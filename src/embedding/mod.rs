//! Embedding providers.
//!
//! Implements the core [`Embedder`] trait for each configured backend:
//! - **[`DisabledEmbedder`]**: returns errors; used when embeddings are turned off.
//! - **`HashEmbedder`** (from `folio-core`): deterministic feature hashing, no model, no network.
//! - **[`OpenAIEmbedder`]**: calls the OpenAI embeddings API with batching, retry, and backoff.
//! - **[`OllamaEmbedder`]**: calls a local Ollama instance's `/api/embed` endpoint.
//! - **`LocalEmbedder`**: runs a model in-process via fastembed (feature
//!   `local-embeddings-fastembed`); the model is loaded once and reused.
//!
//! # Provider Selection
//!
//! Use [`create_embedder`] once at startup and share the returned handle:
//!
//! ```rust
//! # use folio::config::EmbeddingConfig;
//! # use folio::embedding::create_embedder;
//! # use folio_core::embedding::Embedder;
//! let config = EmbeddingConfig::default(); // provider = "hash", dims = 384
//! let embedder = create_embedder(&config).unwrap();
//! assert_eq!(embedder.model_name(), "hash");
//! assert_eq!(embedder.dims(), 384);
//! ```
//!
//! # Retry Strategy
//!
//! The OpenAI and Ollama providers use exponential backoff for transient errors:
//! - HTTP 429 (rate limited) and 5xx (server error) → retry
//! - HTTP 4xx (client error, not 429) → fail immediately
//! - Network errors → retry
//! - Backoff: 1s, 2s, 4s, 8s, 16s, 32s (capped at 2^5)

use anyhow::{bail, Result};
use async_trait::async_trait;
use folio_core::embedding::{Embedder, HashEmbedder};
use std::sync::Arc;
use std::time::Duration;

use crate::config::EmbeddingConfig;

const OPENAI_URL: &str = "https://api.openai.com/v1/embeddings";
const DEFAULT_OLLAMA_URL: &str = "http://localhost:11434";

/// Build the embedder named by `config.provider`.
///
/// # Supported Providers
///
/// | Config Value | Embedder |
/// |-------------|----------|
/// | `"disabled"` | [`DisabledEmbedder`] |
/// | `"hash"` | `HashEmbedder` |
/// | `"openai"` | [`OpenAIEmbedder`] |
/// | `"ollama"` | [`OllamaEmbedder`] |
/// | `"local"` | `LocalEmbedder` (requires `local-embeddings-fastembed`) |
pub fn create_embedder(config: &EmbeddingConfig) -> Result<Arc<dyn Embedder>> {
    let embedder: Arc<dyn Embedder> = match config.provider.as_str() {
        "disabled" => Arc::new(DisabledEmbedder),
        "hash" => Arc::new(HashEmbedder::new(config.dims)),
        "openai" => Arc::new(OpenAIEmbedder::new(config)?),
        "ollama" => Arc::new(OllamaEmbedder::new(config)?),
        #[cfg(feature = "local-embeddings-fastembed")]
        "local" => Arc::new(LocalEmbedder::new(config)?),
        #[cfg(not(feature = "local-embeddings-fastembed"))]
        "local" => bail!("Local embedding provider requires --features local-embeddings-fastembed"),
        other => bail!("Unknown embedding provider: {}", other),
    };
    tracing::debug!(
        provider = %config.provider,
        model = embedder.model_name(),
        dims = embedder.dims(),
        "embedder ready"
    );
    Ok(embedder)
}
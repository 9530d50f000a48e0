//! Page text extraction.
//!
//! Produces the ordered `(page_number, text)` sequence the chunker consumes.
//! PDFs are read page by page with `pdf-extract`; plain text and Markdown
//! files are split into pages on form-feed (`\x0c`) characters. Pages are
//! numbered from 1. Blank pages are dropped from `pages` but still counted
//! in `total_pages`.

use std::path::Path;

use folio_core::models::Page;
use thiserror::Error;

/// File extensions [`extract_pages`] accepts (lowercase, without the dot).
pub const SUPPORTED_EXTENSIONS: [&str; 3] = ["pdf", "txt", "md"];

const PAGE_BREAK: char = '\x0c';

#[derive(Debug, Error)]
pub enum ExtractError {
    #[error("unsupported file type: {0}")]
    Unsupported(String),
    #[error("failed to read {path}: {source}")]
    Io {
        path: String,
        #[source]
        source: std::io::Error,
    },
    #[error("PDF extraction failed: {0}")]
    Pdf(String),
}

/// Pages of one document.
#[derive(Debug, Clone, PartialEq)]
pub struct ExtractedDocument {
    /// Non-blank pages in order.
    pub pages: Vec<Page>,
    /// Page count of the source, blank pages included.
    pub total_pages: u32,
}

/// Whether `path` has an extension [`extract_pages`] can handle.
pub fn is_supported(path: &Path) -> bool {
    extension(path)
        .map(|ext| SUPPORTED_EXTENSIONS.contains(&ext.as_str()))
        .unwrap_or(false)
}

fn extension(path: &Path) -> Option<String> {
    path.extension()
        .and_then(|e| e.to_str())
        .map(|e| e.to_ascii_lowercase())
}

pub fn extract_pages(path: &Path) -> Result<ExtractedDocument, ExtractError> {
    let ext = extension(path).unwrap_or_default();
    if !SUPPORTED_EXTENSIONS.contains(&ext.as_str()) {
        return Err(ExtractError::Unsupported(path.display().to_string()));
    }

    let bytes = std::fs::read(path).map_err(|source| ExtractError::Io {
        path: path.display().to_string(),
        source,
    })?;

    let raw_pages = match ext.as_str() {
        "pdf" => pdf_extract::extract_text_from_mem_by_pages(&bytes)
            .map_err(|e| ExtractError::Pdf(e.to_string()))?,
        _ => split_text_pages(&String::from_utf8_lossy(&bytes)),
    };

    let doc = number_pages(raw_pages);
    tracing::debug!(
        path = %path.display(),
        total_pages = doc.total_pages,
        text_pages = doc.pages.len(),
        "extracted pages"
    );
    Ok(doc)
}

/// Split text on form-feeds. A trailing form-feed does not open a new page.
pub fn split_text_pages(text: &str) -> Vec<String> {
    let mut pages: Vec<String> = text.split(PAGE_BREAK).map(str::to_string).collect();
    if pages.len() > 1 && pages.last().map(|p| p.is_empty()).unwrap_or(false) {
        pages.pop();
    }
    pages
}

/// Number raw page texts from 1, dropping blank ones.
pub fn number_pages(raw_pages: Vec<String>) -> ExtractedDocument {
    let total_pages = raw_pages.len() as u32;
    let pages = raw_pages
        .into_iter()
        .enumerate()
        .filter(|(_, text)| !text.trim().is_empty())
        .map(|(i, text)| Page::new(i as u32 + 1, text.trim()))
        .collect();
    ExtractedDocument { pages, total_pages }
}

_ _ _ _ _

#### [The task]
Search the data above for "bail" and copy every line where it turns up.

#### [Result of this exercise]
use anyhow::{bail, Result};
        "local" => bail!("Local embedding provider requires --features local-embeddings-fastembed"),
        other => bail!("Unknown embedding provider: {}", other),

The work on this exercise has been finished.